At this time, my husband and I were in the middle of planning a move from Cologne in Germany, to Cheshire. I had recently taken over the running of a Medical Company in the UK, and therefore I was living part time in Poynton and part time in Cologne, working extremely hard for my new position and trying to organise a complicated international move. Surely that’s enough?
So I was concerned, but too busy to think on it too much. As my husband and I waved off the German delivery guys from our new house in Marple, the phone rang - the Doctor informed me I had “Follicular Lymphoma.”
So there it was. ‘Welcome to England’! For my poor hubby, never having lived in the UK before, his first day was a bit of a shocker. (The 4 months of almost continual rain which followed didn’t do much to improve his bewilderment, and the morning comment once he opened the curtains of ‘is it really still raining?’ made my heart go out to the poor chap.)
So, we needed to understand this illness. Firstly, luckily it is Non-Hodgkin’s Lymphoma, and low-grade, which means although it is not curable, it is treatable, and grows very slowly.

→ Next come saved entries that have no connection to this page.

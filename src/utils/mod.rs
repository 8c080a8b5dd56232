//! 实用工具模块
//!
//! - ID 生成（绑定 ID、headless 表面 ID）
//! - 版本字符串
//! - panic 载荷转文本（trampoline 吞掉 panic 时用于日志）

use std::any::Any;

use git_version::git_version;

pub mod id;

/// 版本字符串，优先使用构建时注入的值；否则为包版本加 Git 提交。
pub fn version() -> String {
    if let Some(v) = option_env!("WLR_TRAMPOLINE_BUILD_VERSION_STRING") {
        return String::from(v);
    }

    const MAJOR: &str = env!("CARGO_PKG_VERSION_MAJOR");
    const MINOR: &str = env!("CARGO_PKG_VERSION_MINOR");
    const PATCH: &str = env!("CARGO_PKG_VERSION_PATCH");

    let commit = option_env!("WLR_TRAMPOLINE_BUILD_COMMIT")
        .unwrap_or(git_version!(fallback = "unknown commit"));

    format!("{MAJOR}.{MINOR}.{PATCH} ({commit})")
}

/// 从 `catch_unwind` 得到的载荷中取出可读消息。
pub fn panic_message(payload: &(dyn Any + Send)) -> &str {
    if let Some(s) = payload.downcast_ref::<&'static str>() {
        s
    } else if let Some(s) = payload.downcast_ref::<String>() {
        s
    } else {
        "<non-string panic payload>"
    }
}

#[cfg(test)]
mod tests {
    use std::panic;

    use super::*;

    #[test]
    fn panic_message_from_str_and_string() {
        let payload = panic::catch_unwind(|| panic!("plain")).unwrap_err();
        assert_eq!(panic_message(&*payload), "plain");

        let n = 3;
        let payload = panic::catch_unwind(|| panic!("formatted {n}")).unwrap_err();
        assert_eq!(panic_message(&*payload), "formatted 3");

        let payload = panic::catch_unwind(|| panic::panic_any(7u32)).unwrap_err();
        assert_eq!(panic_message(&*payload), "<non-string panic payload>");
    }

    #[test]
    fn version_carries_commit() {
        let v = version();
        if option_env!("WLR_TRAMPOLINE_BUILD_VERSION_STRING").is_none() {
            let (number, commit) = v.split_once(' ').unwrap();
            assert_eq!(number, env!("CARGO_PKG_VERSION"));
            assert!(commit.starts_with('(') && commit.ends_with(')'), "{v}");
        }
    }
}
//! 跨模块场景测试：三种 trampoline 在同一个 headless 后端上组合使用

use std::cell::RefCell;
use std::ptr::{self, NonNull};
use std::rc::Rc;

use libc::c_void;

use crate::backend::headless::Placement;
use crate::backend::{Backend, Headless};
use crate::demo;
use crate::ffi::{self, wl_signal};
use crate::listener::{Listener, ListenerState};
use crate::log::tests::{capture, serialize};
use crate::log::{configure_logging, LogImportance};
use crate::surface::{for_each_surface, Surface};

#[test]
fn demo_reports_all_callbacks() {
    let backend = Backend::Headless(Headless::new());
    let report = demo::run(&backend).unwrap();
    assert_eq!(report.surfaces_visited, 4);
    assert_eq!(report.notifications, 2);
}

// 监听器回调里再遍历表面、再写日志：三种 trampoline 嵌套调用
#[test]
fn trampolines_nest_inside_listener_dispatch() {
    let _guard = serialize();
    let backend = Rc::new(Backend::Headless(Headless::new()));
    let (handler, captured) = capture();
    configure_logging(&backend, LogImportance::Debug, Some(handler));

    let headless = backend.headless().unwrap();
    let root = headless.create_surface();
    headless.add_subsurface(root, 3, 4, Placement::Above).unwrap();

    let mut signal = Box::new(wl_signal::zeroed());
    unsafe { ffi::wl_signal_init(&mut *signal) };
    let signal_ptr = NonNull::from(&mut *signal);

    let offsets = Rc::new(RefCell::new(Vec::new()));
    let inner_backend = backend.clone();
    let inner_offsets = offsets.clone();
    let listener = Listener::new(move |data: *mut c_void| {
        let root = unsafe { *data.cast::<Surface>() };
        for_each_surface(&inner_backend, root, |_, sx, sy| {
            inner_offsets.borrow_mut().push((sx, sy));
            crate::log::log(
                &inner_backend,
                LogImportance::Debug,
                format_args!("visit {sx},{sy}"),
            );
        });
    })
    .unwrap();
    unsafe { listener.connect(signal_ptr) }.unwrap();
    assert_eq!(listener.state(), ListenerState::Registered);

    let mut data = root;
    unsafe { ffi::wl_signal_emit(signal_ptr.as_ptr(), ptr::addr_of_mut!(data).cast()) };

    assert_eq!(*offsets.borrow(), vec![(0, 0), (3, 4)]);
    let messages: Vec<_> = captured.lock().unwrap().iter().map(|(_, m)| m.clone()).collect();
    assert_eq!(messages, ["visit 0,0", "visit 3,4"]);

    drop(listener);
    configure_logging(&backend, LogImportance::Debug, None);
}

#[test]
fn listeners_on_separate_signals_stay_separate() {
    let mut signals: Vec<_> = (0..2)
        .map(|_| {
            let mut signal = Box::new(wl_signal::zeroed());
            unsafe { ffi::wl_signal_init(&mut *signal) };
            signal
        })
        .collect();

    let hits = Rc::new(RefCell::new(Vec::new()));
    let listeners: Vec<_> = signals
        .iter_mut()
        .enumerate()
        .map(|(i, signal)| {
            let hits = hits.clone();
            let listener = Listener::new(move |_: *mut c_void| hits.borrow_mut().push(i)).unwrap();
            unsafe { listener.connect(NonNull::from(&mut **signal)) }.unwrap();
            listener
        })
        .collect();

    unsafe {
        ffi::wl_signal_emit(&mut *signals[1], ptr::null_mut());
        ffi::wl_signal_emit(&mut *signals[0], ptr::null_mut());
        ffi::wl_signal_emit(&mut *signals[1], ptr::null_mut());
    }
    assert_eq!(*hits.borrow(), [1, 0, 1]);

    drop(listeners);
    for signal in &signals {
        assert!(unsafe { ffi::wl_list_empty(&signal.listener_list) });
    }
}
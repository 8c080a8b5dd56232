//! 表面树遍历 trampoline
//!
//! 原生遍历函数接收一个固定签名的迭代回调和一个 `void *`。这里把宿主闭包连同
//! 调用方的 `user_data` 一起放进栈上的 `Walk`，把 `surface_trampoline::<F>` 作为
//! 迭代回调交给原生侧，每访问一个节点就原样转发一次。
//!
//! 原生遍历没有错误返回通道：闭包 panic 时先记下载荷，忽略本次遍历剩余的节点，
//! 等原生函数返回后再在宿主侧恢复 panic。

use std::any::Any;
use std::marker::PhantomData;
use std::panic::{self, AssertUnwindSafe};
use std::ptr::{self, NonNull};

use libc::{c_int, c_void};

use crate::backend::Backend;
use crate::ffi::wlr_surface;

/// 不持有所有权的原生表面句柄。
#[derive(Debug, Clone, Copy, PartialEq, Eq, Hash)]
pub struct Surface(NonNull<wlr_surface>);

impl Surface {
    /// # Safety
    ///
    /// `ptr` 必须是原生库中存活的表面，且在句柄使用期间保持存活。
    pub unsafe fn from_ptr(ptr: *mut wlr_surface) -> Option<Self> {
        NonNull::new(ptr).map(Self)
    }

    pub(crate) fn from_non_null(ptr: NonNull<wlr_surface>) -> Self {
        Self(ptr)
    }

    pub fn as_ptr(self) -> *mut wlr_surface {
        self.0.as_ptr()
    }
}

/// 单次节点回调的上下文，生命周期限定在这次回调之内。
#[derive(Debug)]
pub struct IterationContext<'a> {
    surface: Surface,
    sx: i32,
    sy: i32,
    user_data: *mut c_void,
    _extent: PhantomData<&'a ()>,
}

impl IterationContext<'_> {
    pub fn surface(&self) -> Surface {
        self.surface
    }

    /// 相对根表面的偏移。
    pub fn offset(&self) -> (i32, i32) {
        (self.sx, self.sy)
    }

    pub fn user_data(&self) -> *mut c_void {
        self.user_data
    }
}

struct Walk<F> {
    handler: F,
    user_data: *mut c_void,
    panic: Option<Box<dyn Any + Send>>,
}

/// 交给原生遍历的迭代回调。
///
/// # Safety
///
/// `data` 必须指向 `iterate_surface_tree` 中构造的 `Walk<F>`。
unsafe extern "C" fn surface_trampoline<F>(
    surface: *mut wlr_surface,
    sx: c_int,
    sy: c_int,
    data: *mut c_void,
) where
    F: FnMut(IterationContext<'_>),
{
    let walk = &mut *data.cast::<Walk<F>>();
    if walk.panic.is_some() {
        return;
    }

    let Some(surface) = Surface::from_ptr(surface) else {
        error!("native surface iteration yielded a null surface");
        return;
    };

    let ctx = IterationContext {
        surface,
        sx,
        sy,
        user_data: walk.user_data,
        _extent: PhantomData,
    };

    let handler = &mut walk.handler;
    if let Err(payload) = panic::catch_unwind(AssertUnwindSafe(|| handler(ctx))) {
        walk.panic = Some(payload);
    }
}

/// 触发原生遍历，`handler` 对每个被访问的节点调用一次，顺序由原生库决定。
///
/// `user_data` 原样转发，本层不解引用。
pub fn iterate_surface_tree<F>(backend: &Backend, root: Surface, user_data: *mut c_void, handler: F)
where
    F: FnMut(IterationContext<'_>),
{
    let mut walk = Walk {
        handler,
        user_data,
        panic: None,
    };

    unsafe {
        backend.for_each_surface(
            root.as_ptr(),
            surface_trampoline::<F>,
            ptr::addr_of_mut!(walk).cast(),
        );
    }

    if let Some(payload) = walk.panic {
        panic::resume_unwind(payload);
    }
}

/// `iterate_surface_tree` 的便捷形式：闭包直接接收 (表面, sx, sy)。
pub fn for_each_surface<F>(backend: &Backend, root: Surface, mut f: F)
where
    F: FnMut(Surface, i32, i32),
{
    iterate_surface_tree(backend, root, ptr::null_mut(), |ctx| {
        let (sx, sy) = ctx.offset();
        f(ctx.surface(), sx, sy);
    });
}

/// `sub` 是否在以 `root` 为根的表面树中（含 `root` 自身）。
pub fn has_surface(backend: &Backend, root: Surface, sub: Surface) -> bool {
    let mut found = false;
    for_each_surface(backend, root, |surface, _, _| found |= surface == sub);
    found
}
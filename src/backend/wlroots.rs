//! 系统 wlroots 后端：直接调用 libwlroots 的导出符号。
//!
//! 日志回调经过 `shim/wlr_log_shim.c`：wlroots 传入的是 `va_list`，
//! 垫片先 `vasprintf` 再以 `(importance, msg)` 调用 Rust 侧 trampoline。

use std::ffi::CStr;

use libc::{c_char, c_void};

use crate::ffi::{wlr_log_func_t, wlr_log_importance, wlr_surface, wlr_surface_iterator_func_t};
use crate::log::LogImportance;

extern "C" {
    fn wlr_trampoline_log_init(verbosity: wlr_log_importance, callback: Option<wlr_log_func_t>);

    fn _wlr_log(verbosity: wlr_log_importance, fmt: *const c_char, ...);

    fn wlr_surface_for_each_surface(
        surface: *mut wlr_surface,
        iterator: wlr_surface_iterator_func_t,
        user_data: *mut c_void,
    );
}

#[derive(Debug, Default)]
pub struct Wlroots;

impl Wlroots {
    pub fn new() -> Self {
        Self
    }

    pub fn log_init(&self, verbosity: LogImportance, callback: Option<wlr_log_func_t>) {
        unsafe { wlr_trampoline_log_init(verbosity.to_raw(), callback) }
    }

    pub fn log_emit(&self, importance: LogImportance, msg: &CStr) {
        // 消息作为 "%s" 的参数传入，避免其中的 % 被再次解释
        unsafe { _wlr_log(importance.to_raw(), c"%s".as_ptr(), msg.as_ptr()) }
    }

    /// # Safety
    ///
    /// `root` 必须是存活的 `wlr_surface`。
    pub unsafe fn for_each_surface(
        &self,
        root: *mut wlr_surface,
        iterator: wlr_surface_iterator_func_t,
        data: *mut c_void,
    ) {
        wlr_surface_for_each_surface(root, iterator, data)
    }
}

One confusing fact is that this disease is most common in 75 year old men. Hmm. You can imagine my reaction on seeing my fellow patients in the clinic…!
My family and friends were really supportive, although shocked and concerned. 8 years earlier we had lost my father to prostate cancer, so we had been shaken by the Big C’s devastating impact before.
There are several treatment options although the outcomes are unclear. There is little data for ladies of my age with such a type. This was the hardest for me to accept. I will need 4-5 months of Chemotherapy at some point, but this may be later in 2013, or even 2014, or even later!
‘Watch and wait’ is a hard concept, I have to wait for the cancer to spread more before it can be treated, and there is no clear plan yet.
It is very hard to accept this long term diagnosis, and the fact that it will return every few years, and need treating again. I had some real issues coming to terms with it.
The fantastic Beechwood staff have taught me to accept this better, and to take one day at a time. I felt reassured that my concerns were understandable and following complementary therapies I feel calmer and more able to deal with it all.
I feel more positive, and my fears have reduced. I am ready to face the world, run the company and have great fun with my husband, family and friends. Life is good! I still have the occasional ‘wobble’, but the support is there, for us both. What a difference.